Lundi 26 juillet 1954. Descente du col de Romeyère. Sur le bas-côté, un cycliste s’est arrêté et déguste une glace en cornet, tandis que s’égraine la file des coureurs. Cet homme, c’est Federico Bahamontes, un jeune espagnol qui découvre le Tour cette année-là. Le sélectionneur Julián Berrendero le sait : son choix d’engager sur la plus grande épreuve du monde un coureur qui ne compte encore aucun résultat significatif est fortement critiqué au pays. Mais il a confiance en lui pour atteindre l’objectif fixé à ses hommes : remporter une nouvelle fois le Grand Prix de la montagne.

Federico Bahamontes ne va pas attendre pour se faire un nom et réaliser une entrée fracassante dans le cercle des grimpeurs d’exception. Dans les Pyrénées, il franchit l’Aubisque en tête, puis le Tourmalet, le Peyresourde. Éblouie, la presse salue le nouveau « roi de la montagne », même si elle ne manque pas de souligner que les piètres qualités de descendeur du jeune espagnol l’empêchent de lutter pour le gain d’une étape. On dit même de lui qu’il grimpe plus rapidement les cols qu’il ne les descend.

Qu’importe, ce qu’aime Federico, c’est dompter les sommets, avaler la pente, tutoyer les cimes. Et ce 26 juillet 1954, il n’a pas manqué de le faire en passant en tête du col de Romeyère, une montée inédite sur la Grande Boucle. Mais peu après le sommet, Federico Bahamontes est à l’arrêt. Il laisse filer ses concurrents et, puisque la chaleur est écrasante, il se procure une glace à la vanille auprès d’un marchand dont le stand est installé au bord de la route. L’histoire aura contribué à forger la légende du coureur espagnol. Avant l’arrivée du Tour à Paris, Federico Bahamontes poursuit sa moisson et passe en tête au sommet du Galibier. Sa victoire dans le Grand Prix de la montagne est incontestable et l’accueil triomphal qui lui est réservé quand il rentre chez lui, à Tolède, est à la hauteur de son exploit.

Le Tour de France, c’est bien là que Federico Bahamontes va écrire les plus belles pages de son histoire. Quand il y revient en 1956, il prend la quatrième place du classement général, puis il remporte ses premières étapes deux ans plus tard. 1959 est l’année de la consécration. Celui qui ne visait jusque-là que le titre de meilleur grimpeur croit désormais en ses chances de succès. Vainqueur du contre-la-montre du Puy de Dôme, échappée en compagnie de Charly Gaul à qui il laisse la victoire d’étape à Grenoble, Bahamontes endosse le maillot jaune et profite du marquage entre les coureurs français dans les Alpes pour inscrire son nom au palmarès de l’épreuve.
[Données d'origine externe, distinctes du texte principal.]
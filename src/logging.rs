// ABOUTME: Tracing subscriber setup: env filter, text or JSON output, optional daily log files.
// ABOUTME: Also installs a panic hook that logs before the process dies.

use anyhow::{Context, Result};
use std::path::Path;
use tracing_appender::non_blocking::WorkerGuard;
use tracing_subscriber::{layer::SubscriberExt, util::SubscriberInitExt, EnvFilter, Layer};

const DEFAULT_FILTER: &str = "info,roombot=debug,roombot_core=debug";

fn env_filter() -> EnvFilter {
    EnvFilter::try_from_default_env().unwrap_or_else(|_| DEFAULT_FILTER.into())
}

/// Install the global subscriber.
///
/// Keep the returned guard alive for the life of the process; dropping it
/// stops the background log file writer.
pub fn init(json: bool, log_dir: Option<&Path>) -> Result<Option<WorkerGuard>> {
    let stderr_layer = if json {
        tracing_subscriber::fmt::layer()
            .json()
            .with_writer(std::io::stderr)
            .boxed()
    } else {
        tracing_subscriber::fmt::layer()
            .with_writer(std::io::stderr)
            .boxed()
    };

    let (file_layer, guard) = match log_dir {
        Some(dir) => {
            std::fs::create_dir_all(dir)
                .with_context(|| format!("Failed to create log directory: {}", dir.display()))?;
            let appender = tracing_appender::rolling::daily(dir, "roombot.log");
            let (writer, guard) = tracing_appender::non_blocking(appender);
            let layer = tracing_subscriber::fmt::layer()
                .json()
                .with_ansi(false)
                .with_writer(writer)
                .boxed();
            (Some(layer), Some(guard))
        }
        None => (None, None),
    };

    tracing_subscriber::registry()
        .with(env_filter())
        .with(stderr_layer)
        .with(file_layer)
        .try_init()
        .context("Failed to install tracing subscriber")?;

    Ok(guard)
}

/// Log panics through tracing as well as stderr
pub fn install_panic_hook() {
    std::panic::set_hook(Box::new(|panic_info| {
        let backtrace = std::backtrace::Backtrace::force_capture();
        tracing::error!(panic = %panic_info, "Process panicked");
        eprintln!("{}", panic_info);
        eprintln!("\nBacktrace:\n{:?}", backtrace);
    }));
}
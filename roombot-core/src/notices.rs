// ABOUTME: Fixed chat texts the presence controller posts on admission, approval and eviction.
// ABOUTME: Each notice is plain text with the vote progress and invoker filled in.

/// Onboarding sequence posted right after the bot joins a room
pub fn welcome(
    inviter: Option<&str>,
    approved: bool,
    votes: usize,
    required: usize,
    invoker: &str,
    grace_hours: i64,
) -> Vec<String> {
    let greeting = match inviter {
        Some(name) => format!("Hi! I'm a chat bot, and @{} invited me here.", name),
        None => "Hi! I'm a chat bot, and someone invited me here.".to_string(),
    };

    if approved {
        return vec![
            greeting,
            format!(
                "This room has approved me ({}/{} owner votes). Try `{}help` to see what I can do.",
                votes, required, invoker
            ),
        ];
    }

    vec![
        greeting,
        format!(
            "Before I start answering commands, room owners need to approve me: \
             {}/{} approvals so far. Owners can vote with `{}approve`.",
            votes, required, invoker
        ),
        format!(
            "If I'm not approved within {} hours I'll leave on my own. \
             Owners can also ask me to go at any time with `{}leave`.",
            grace_hours, invoker
        ),
    ]
}

pub fn approved(invoker: &str) -> String {
    format!(
        "Thanks, this room has approved me! Try `{}help` to see what I can do.",
        invoker
    )
}

pub fn reminder(hours_left: i64, votes: usize, required: usize, invoker: &str) -> String {
    let unit = if hours_left == 1 { "hour" } else { "hours" };
    format!(
        "Reminder: I still need owner approval ({}/{} so far) and will leave in {} {}. \
         Owners can vote with `{}approve`.",
        votes, required, hours_left, unit, invoker
    )
}

pub fn expired(grace_hours: i64) -> String {
    format!(
        "Nobody approved me within {} hours, so I'm leaving. Feel free to invite me again.",
        grace_hours
    )
}

pub fn goodbye() -> String {
    "The room owners have voted for me to leave. Goodbye!".to_string()
}

pub fn approve_vote_recorded(votes: usize, required: usize) -> String {
    format!("Approval vote recorded ({}/{}).", votes, required)
}

pub fn leave_vote_recorded(votes: usize, required: usize) -> String {
    format!("Leave vote recorded ({}/{}).", votes, required)
}

#[cfg(test)]
mod tests {
    use super::*;

    #[test]
    fn test_welcome_unapproved_lists_progress() {
        let lines = welcome(Some("alice"), false, 0, 2, "!!", 24);
        assert_eq!(lines.len(), 3);
        assert!(lines[0].contains("@alice"));
        assert!(lines[1].contains("0/2"));
        assert!(lines[1].contains("!!approve"));
        assert!(lines[2].contains("24 hours"));
    }

    #[test]
    fn test_welcome_approved_is_short() {
        let lines = welcome(None, true, 1, 1, "!!", 24);
        assert_eq!(lines.len(), 2);
        assert!(lines[0].contains("someone"));
        assert!(lines[1].contains("1/1"));
    }

    #[test]
    fn test_reminder_pluralization() {
        assert!(reminder(1, 0, 1, "!!").contains("1 hour."));
        assert!(reminder(12, 1, 3, "!!").contains("12 hours"));
    }
}
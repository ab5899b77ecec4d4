// ABOUTME: Typed error results for room presence, voting, connection and queue failures.
// ABOUTME: Domain conditions are distinct variants; plumbing failures wrap anyhow::Error.

use crate::room::RoomIdentity;
use thiserror::Error;

/// Outcome of a rejected approve/leave vote
#[derive(Debug, Error)]
pub enum VoteError {
    #[error("This room has already been approved")]
    AlreadyApproved,

    #[error("Only room owners can vote")]
    UserNotAcceptable,

    #[error("You have already voted")]
    UserAlreadyVoted,

    #[error("Room {0} is not subject to approval voting")]
    RoomNotTracked(RoomIdentity),

    #[error(transparent)]
    Other(#[from] anyhow::Error),
}

impl VoteError {
    /// True for conditions a user can cause by voting, as opposed to internal failures
    pub fn is_domain(&self) -> bool {
        !matches!(self, VoteError::Other(_))
    }
}

/// Failure to admit a room
#[derive(Debug, Error)]
pub enum PresenceError {
    #[error("Room {0} is a permanent room")]
    PermanentRoom(RoomIdentity),

    #[error("Room {0} is already tracked")]
    AlreadyTracked(RoomIdentity),

    #[error("Could not connect to room {room}: {source}")]
    Connect {
        room: RoomIdentity,
        #[source]
        source: ConnectError,
    },

    #[error(transparent)]
    Other(#[from] anyhow::Error),
}

/// Failure reported by the transport while connecting to a room
#[derive(Debug, Error)]
pub enum ConnectError {
    /// Network hiccups, rate limits, websocket resets; worth retrying
    #[error("transient connection failure: {0}")]
    Transient(anyhow::Error),

    /// Room deleted, bot banned, bad credentials; retrying will not help
    #[error("fatal connection failure: {0}")]
    Fatal(anyhow::Error),
}

impl ConnectError {
    pub fn transient(err: impl Into<anyhow::Error>) -> Self {
        Self::Transient(err.into())
    }

    pub fn fatal(err: impl Into<anyhow::Error>) -> Self {
        Self::Fatal(err.into())
    }

    pub fn is_transient(&self) -> bool {
        matches!(self, ConnectError::Transient(_))
    }
}

/// The room worker went away before the queued action produced a result
#[derive(Debug, Error)]
#[error("queued action for room {room} was dropped before completing")]
pub struct QueueError {
    pub room: String,
}

impl From<QueueError> for VoteError {
    fn from(err: QueueError) -> Self {
        VoteError::Other(err.into())
    }
}

impl From<QueueError> for PresenceError {
    fn from(err: QueueError) -> Self {
        PresenceError::Other(err.into())
    }
}

#[cfg(test)]
mod tests {
    use super::*;

    #[test]
    fn test_vote_error_domain_classification() {
        assert!(VoteError::AlreadyApproved.is_domain());
        assert!(VoteError::UserNotAcceptable.is_domain());
        assert!(VoteError::UserAlreadyVoted.is_domain());
        assert!(!VoteError::Other(anyhow::anyhow!("db gone")).is_domain());
    }

    #[test]
    fn test_connect_error_classification() {
        assert!(ConnectError::transient(anyhow::anyhow!("reset")).is_transient());
        assert!(!ConnectError::fatal(anyhow::anyhow!("banned")).is_transient());
    }

    #[test]
    fn test_queue_error_converts_to_other() {
        let err: VoteError = QueueError {
            room: "chat.example.com:1".into(),
        }
        .into();
        assert!(matches!(err, VoteError::Other(_)));
    }
}
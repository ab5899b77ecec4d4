// ABOUTME: XDG Base Directory paths for configuration, data and logs.
// ABOUTME: Falls back to the working directory when no home directory is available.

use directories::ProjectDirs;
use std::path::PathBuf;

const QUALIFIER: &str = "org";
const ORGANIZATION: &str = "roombot";
const APPLICATION: &str = "roombot";

pub fn project_dirs() -> Option<ProjectDirs> {
    ProjectDirs::from(QUALIFIER, ORGANIZATION, APPLICATION)
}

/// e.g. ~/.local/share/roombot/
pub fn data_dir() -> PathBuf {
    project_dirs()
        .map(|p| p.data_dir().to_path_buf())
        .unwrap_or_else(|| PathBuf::from("./data"))
}

pub fn log_dir() -> PathBuf {
    data_dir().join("logs")
}

/// e.g. ~/.config/roombot/
pub fn config_dir() -> PathBuf {
    project_dirs()
        .map(|p| p.config_dir().to_path_buf())
        .unwrap_or_else(|| PathBuf::from("."))
}

pub fn config_file() -> PathBuf {
    config_dir().join("roombot.toml")
}

/// SQLite file name inside the data directory
pub const DATABASE_FILE: &str = "roombot.db";
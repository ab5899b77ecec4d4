// ABOUTME: Wires configuration, storage, transport and built-ins into a running controller.
// ABOUTME: Shared by the binary and the end-to-end tests.

use anyhow::{Context, Result};
use roombot_core::builtins::{ApproveCommand, InvitationHandler, JoinCommand, LeaveCommand};
use roombot_core::config::{Config, StorageBackend, StorageConfig};
use roombot_core::store::{MemoryStore, SqliteStore};
use roombot_core::{
    AclDataAccessor, AliasStore, BanStorage, ChatTransport, CommandResolver, CommandRouter,
    EventDispatcherFactory, RestoreSummary, RoomIdentity, RoomPresenceController, RoomStorage,
};
use std::net::SocketAddr;
use std::sync::Arc;

/// The three storage roles, usually served by one backend
#[derive(Clone)]
pub struct Storage {
    pub rooms: Arc<dyn RoomStorage>,
    pub bans: Arc<dyn BanStorage>,
    pub aliases: Arc<dyn AliasStore>,
}

impl Storage {
    pub fn open(config: &StorageConfig) -> Result<Self> {
        match config.backend {
            StorageBackend::Sqlite => {
                let path = config.database_path();
                let store = Arc::new(SqliteStore::open(&path)?);
                tracing::info!(db = %path.display(), "Using SQLite storage");
                Ok(Self {
                    rooms: store.clone(),
                    bans: store.clone(),
                    aliases: store,
                })
            }
            StorageBackend::Memory => {
                tracing::warn!("Using in-memory storage; rooms will not survive a restart");
                Ok(Self::memory(Arc::new(MemoryStore::new())))
            }
        }
    }

    pub fn memory(store: Arc<MemoryStore>) -> Self {
        Self {
            rooms: store.clone(),
            bans: store.clone(),
            aliases: store,
        }
    }
}

pub struct App {
    pub controller: RoomPresenceController,
    pub router: Arc<CommandRouter>,
    pub permanent_rooms: Vec<RoomIdentity>,
}

impl App {
    pub fn build(
        config: &Config,
        transport: Arc<dyn ChatTransport>,
        storage: Storage,
        acl: Arc<dyn AclDataAccessor>,
    ) -> Result<Self> {
        let controller = RoomPresenceController::new(
            Arc::clone(&transport),
            storage.rooms,
            acl,
            config.presence_settings()?,
        );

        let mut router = CommandRouter::new(storage.bans);
        router.register(Arc::new(ApproveCommand::new(
            controller.downgrade(),
            Arc::clone(&transport),
        )));
        router.register(Arc::new(LeaveCommand::new(
            controller.downgrade(),
            Arc::clone(&transport),
        )));
        router.register(Arc::new(JoinCommand::new(
            controller.downgrade(),
            Arc::clone(&transport),
        )));
        router.register_event_handler(Arc::new(InvitationHandler::new(
            controller.downgrade(),
            Arc::clone(&transport),
        )));
        let router = Arc::new(router);
        tracing::info!(commands = ?router.builtin_names(), "Registered built-in commands");

        let resolver = Arc::new(CommandResolver::new(
            config.bot.invoker.clone(),
            storage.aliases,
        ));
        controller.install_dispatch(EventDispatcherFactory::new(
            resolver,
            Arc::clone(&router),
            transport,
            config.bot.dedup_capacity,
        ));

        Ok(Self {
            controller,
            router,
            permanent_rooms: config.rooms.permanent.clone(),
        })
    }

    /// Connect permanent rooms and bring back every stored room
    pub async fn start(&self) -> Result<RestoreSummary> {
        self.controller
            .restore_rooms(&self.permanent_rooms)
            .await
            .context("Failed to restore rooms")
    }
}

/// Serve Prometheus metrics on `addr` and register metric descriptions
pub fn install_metrics_exporter(addr: &str) -> Result<()> {
    let addr: SocketAddr = addr
        .parse()
        .with_context(|| format!("Invalid metrics listen address: {}", addr))?;
    metrics_exporter_prometheus::PrometheusBuilder::new()
        .with_http_listener(addr)
        .install()
        .context("Failed to install Prometheus exporter")?;
    roombot_core::metrics::describe();
    tracing::info!(%addr, "Metrics exporter listening");
    Ok(())
}
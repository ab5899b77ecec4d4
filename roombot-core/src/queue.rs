// ABOUTME: Per-room FIFO action queues that serialize all state changes for a room.
// ABOUTME: One worker task drains a room's queue at a time; rooms never block each other.

use crate::error::QueueError;
use crate::metrics;
use crate::room::RoomIdentity;
use futures_util::FutureExt;
use std::collections::{HashMap, VecDeque};
use std::future::Future;
use std::panic::AssertUnwindSafe;
use std::pin::Pin;
use std::sync::{Arc, Mutex, PoisonError};
use std::task::{Context, Poll};
use tokio::sync::oneshot;

type BoxedAction = Pin<Box<dyn Future<Output = ()> + Send + 'static>>;

#[derive(Default)]
struct RoomQueue {
    pending: VecDeque<BoxedAction>,
    running: bool,
}

/// Registry of every room's action queue.
///
/// Queues are created on first use and live for the rest of the process.
/// They are unbounded: nothing pushes back on a caller that enqueues faster
/// than the room worker drains.
#[derive(Clone, Default)]
pub struct RoomActionQueues {
    rooms: Arc<Mutex<HashMap<RoomIdentity, RoomQueue>>>,
}

impl RoomActionQueues {
    pub fn new() -> Self {
        Self::default()
    }

    /// Append `action` to the room's queue and return a handle to its result.
    ///
    /// Actions for the same room run one at a time in submission order.
    pub fn enqueue<F, T>(&self, room: &RoomIdentity, action: F) -> ActionHandle<T>
    where
        F: Future<Output = T> + Send + 'static,
        T: Send + 'static,
    {
        let (tx, rx) = oneshot::channel();
        let job: BoxedAction = Box::pin(async move {
            // Receiver may have been dropped by a fire-and-forget caller
            let _ = tx.send(action.await);
        });

        let start_worker = {
            let mut rooms = self.rooms.lock().unwrap_or_else(PoisonError::into_inner);
            let queue = rooms.entry(room.clone()).or_default();
            queue.pending.push_back(job);
            if queue.running {
                false
            } else {
                queue.running = true;
                true
            }
        };

        if start_worker {
            let queues = self.clone();
            let room = room.clone();
            tokio::spawn(async move {
                queues.drain(room).await;
            });
        }

        ActionHandle {
            room: room.ident(),
            rx,
        }
    }

    async fn drain(&self, room: RoomIdentity) {
        tracing::trace!(room = %room, "Room worker started");
        loop {
            let next = {
                let mut rooms = self.rooms.lock().unwrap_or_else(PoisonError::into_inner);
                let queue = rooms.entry(room.clone()).or_default();
                match queue.pending.pop_front() {
                    Some(job) => job,
                    None => {
                        queue.running = false;
                        break;
                    }
                }
            };

            let started = std::time::Instant::now();
            if AssertUnwindSafe(next).catch_unwind().await.is_err() {
                tracing::error!(room = %room, "Queued room action panicked");
            }
            metrics::record_queue_action_duration(started.elapsed().as_secs_f64());
        }
        tracing::trace!(room = %room, "Room worker idle");
    }

    /// Number of actions waiting (not counting the one running)
    pub fn pending_len(&self, room: &RoomIdentity) -> usize {
        let rooms = self.rooms.lock().unwrap_or_else(PoisonError::into_inner);
        rooms.get(room).map(|q| q.pending.len()).unwrap_or(0)
    }

    /// Whether a worker is currently draining the room's queue
    pub fn is_running(&self, room: &RoomIdentity) -> bool {
        let rooms = self.rooms.lock().unwrap_or_else(PoisonError::into_inner);
        rooms.get(room).map(|q| q.running).unwrap_or(false)
    }

    /// Rooms that have ever had an action queued
    pub fn known_rooms(&self) -> Vec<RoomIdentity> {
        let rooms = self.rooms.lock().unwrap_or_else(PoisonError::into_inner);
        let mut known: Vec<RoomIdentity> = rooms.keys().cloned().collect();
        known.sort();
        known
    }
}

/// Resolves to the queued action's output once the room worker has run it
pub struct ActionHandle<T> {
    room: String,
    rx: oneshot::Receiver<T>,
}

impl<T> Future for ActionHandle<T> {
    type Output = Result<T, QueueError>;

    fn poll(mut self: Pin<&mut Self>, cx: &mut Context<'_>) -> Poll<Self::Output> {
        let room = self.room.clone();
        Pin::new(&mut self.rx)
            .poll(cx)
            .map(|res| res.map_err(|_| QueueError { room }))
    }
}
La nouvelle fait grand bruit de l’autre côté des Pyrénées : aucun coureur ibérique n’avait réussi cette performance avant lui. Par la suite, Federico Bahamontes échouera dans ses tentatives pour remporter une deuxième fois la Grande Boucle. Il monte toutefois sur le podium en 1963 puis en 1964, l’année où il remporte la dernière de ses six victoires dans le Grand Prix de la montagne. « L’ Aigle de Tolède », comme l’a surnommé Jacques Goddet, reste dans les mémoires comme l’un des plus grands grimpeurs de l’histoire du cyclisme.

Federico Bahamontes ( ndlr : à droite ), sur le podium du Tour de France 1964, derrière Jacques Anquetil vainqueur cette année-là et Raymond Poulidor.

Retiré des pelotons, Federico Bahamontes reste fidèle à sa ville de Tolède, où il tient un commerce de cycles. Observateur du cyclisme, il se montre parfois acerbe envers la jeune génération dont il dénonce le manque de spectacle et l’attentisme. Alors qu’il est élu meilleur grimpeur de l’histoire du Tour par le journal L’Équipe en 2013, il refuse d’être comparé à Richard Virenque, qui le devance pourtant au nombre de victoires dans le Grand Prix de la montagne : « Il ne m’arrive pas à la cheville. Qu’il ne m’en veuille pas, mais, si lui il est grimpeur, moi, je suis Napoléon. » L’âge n’atténue pas le caractère bien trempé du champion tolédan, un caractère qui lui aura sans aucun doute coûté quelques succès. À cette époque, le cyclisme espagnol se déchire entre ses deux stars : Jesús Loroño, meilleur grimpeur du Tour 1953 et vainqueur de la Vuelta en 1957, aux dépens de Bahamontes, refuse que ce dernier lui fasse de l’ombre. Chacun exige d’être désigné comme leader unique, au grand dam des sélectionneurs espagnols, contraints et forcés de ménager les susceptibilités des deux champions.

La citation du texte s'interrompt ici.